══ Information provided ══

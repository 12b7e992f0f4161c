//! Signal handling: clears the process-wide running flag on SIGTERM/SIGINT,
//! ignores SIGPIPE.
//!
//! Implemented directly on `libc::sigaction` rather than pulling in a
//! signal-handling crate: the rest of this codebase already talks to the
//! kernel directly for sockets and the completion ring, and a single
//! `sigaction` registration doesn't earn a new dependency.

use std::sync::atomic::{AtomicBool, Ordering};

/// Cleared by a signal handler; the event loop checks it after every
/// completion drain and returns once it goes false.
pub static RUNNING: AtomicBool = AtomicBool::new(true);

extern "C" fn clear_running(_signum: libc::c_int) {
    RUNNING.store(false, Ordering::SeqCst);
}

/// Install SIGTERM/SIGINT handlers and ignore SIGPIPE.
///
/// Must be called once at startup, before the event loop runs.
pub fn install() -> std::io::Result<()> {
    unsafe {
        let mut action: libc::sigaction = std::mem::zeroed();
        action.sa_sigaction = clear_running as usize;
        libc::sigemptyset(&mut action.sa_mask);

        if libc::sigaction(libc::SIGTERM, &action, std::ptr::null_mut()) != 0 {
            return Err(std::io::Error::last_os_error());
        }
        if libc::sigaction(libc::SIGINT, &action, std::ptr::null_mut()) != 0 {
            return Err(std::io::Error::last_os_error());
        }

        if libc::signal(libc::SIGPIPE, libc::SIG_IGN) == libc::SIG_ERR {
            return Err(std::io::Error::last_os_error());
        }
    }

    Ok(())
}

/// Whether the event loop should keep running.
pub fn running() -> bool {
    RUNNING.load(Ordering::SeqCst)
}

#[cfg(test)]
mod tests {
    use super::*;

    // Both assertions share the process-wide RUNNING flag, so they run as
    // one test to avoid racing against other tests in this binary.
    #[test]
    fn running_flag_lifecycle() {
        RUNNING.store(true, Ordering::SeqCst);
        assert!(running());

        clear_running(libc::SIGTERM);
        assert!(!running());

        RUNNING.store(true, Ordering::SeqCst);
    }
}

═══

All the data is to be copied over exactly as it stands.

Task result »
repository 12b7e992f0f4161c
//! Signal handling: clears the process-wide running flag on SIGTERM/SIGINT,
//! ignores SIGPIPE.
//!
//! Implemented directly on `libc::sigaction` rather than pulling in a
//! signal-handling crate: the rest of this codebase already talks to the
//! kernel directly for sockets and the completion ring, and a single
//! `sigaction` registration doesn't earn a new dependency.

use std::sync::atomic::{AtomicBool, Ordering};

/// Cleared by a signal handler; the event loop checks it after every
/// completion drain and returns once it goes false.
pub static RUNNING: AtomicBool = AtomicBool::new(true);

extern "C" fn clear_running(_signum: libc::c_int) {
    RUNNING.store(false, Ordering::SeqCst);
}

/// Install SIGTERM/SIGINT handlers and ignore SIGPIPE.
///
/// Must be called once at startup, before the event loop runs.
pub fn install() -> std::io::Result<()> {
    unsafe {
        let mut action: libc::sigaction = std::mem::zeroed();
        action.sa_sigaction = clear_running as usize;
        libc::sigemptyset(&mut action.sa_mask);

        if libc::sigaction(libc::SIGTERM, &action, std::ptr::null_mut()) != 0 {
            return Err(std::io::Error::last_os_error());
        }
        if libc::sigaction(libc::SIGINT, &action, std::ptr::null_mut()) != 0 {
            return Err(std::io::Error::last_os_error());
        }

        if libc::signal(libc::SIGPIPE, libc::SIG_IGN) == libc::SIG_ERR {
            return Err(std::io::Error::last_os_error());
        }
    }

    Ok(())
}

/// Whether the event loop should keep running.
pub fn running() -> bool {
    RUNNING.load(Ordering::SeqCst)
}

#[cfg(test)]
mod tests {
    use super::*;

    // Both assertions share the process-wide RUNNING flag, so they run as
    // one test to avoid racing against other tests in this binary.
    #[test]
    fn running_flag_lifecycle() {
        RUNNING.store(true, Ordering::SeqCst);
        assert!(running());

        clear_running(libc::SIGTERM);
        assert!(!running());

        RUNNING.store(true, Ordering::SeqCst);
    }
}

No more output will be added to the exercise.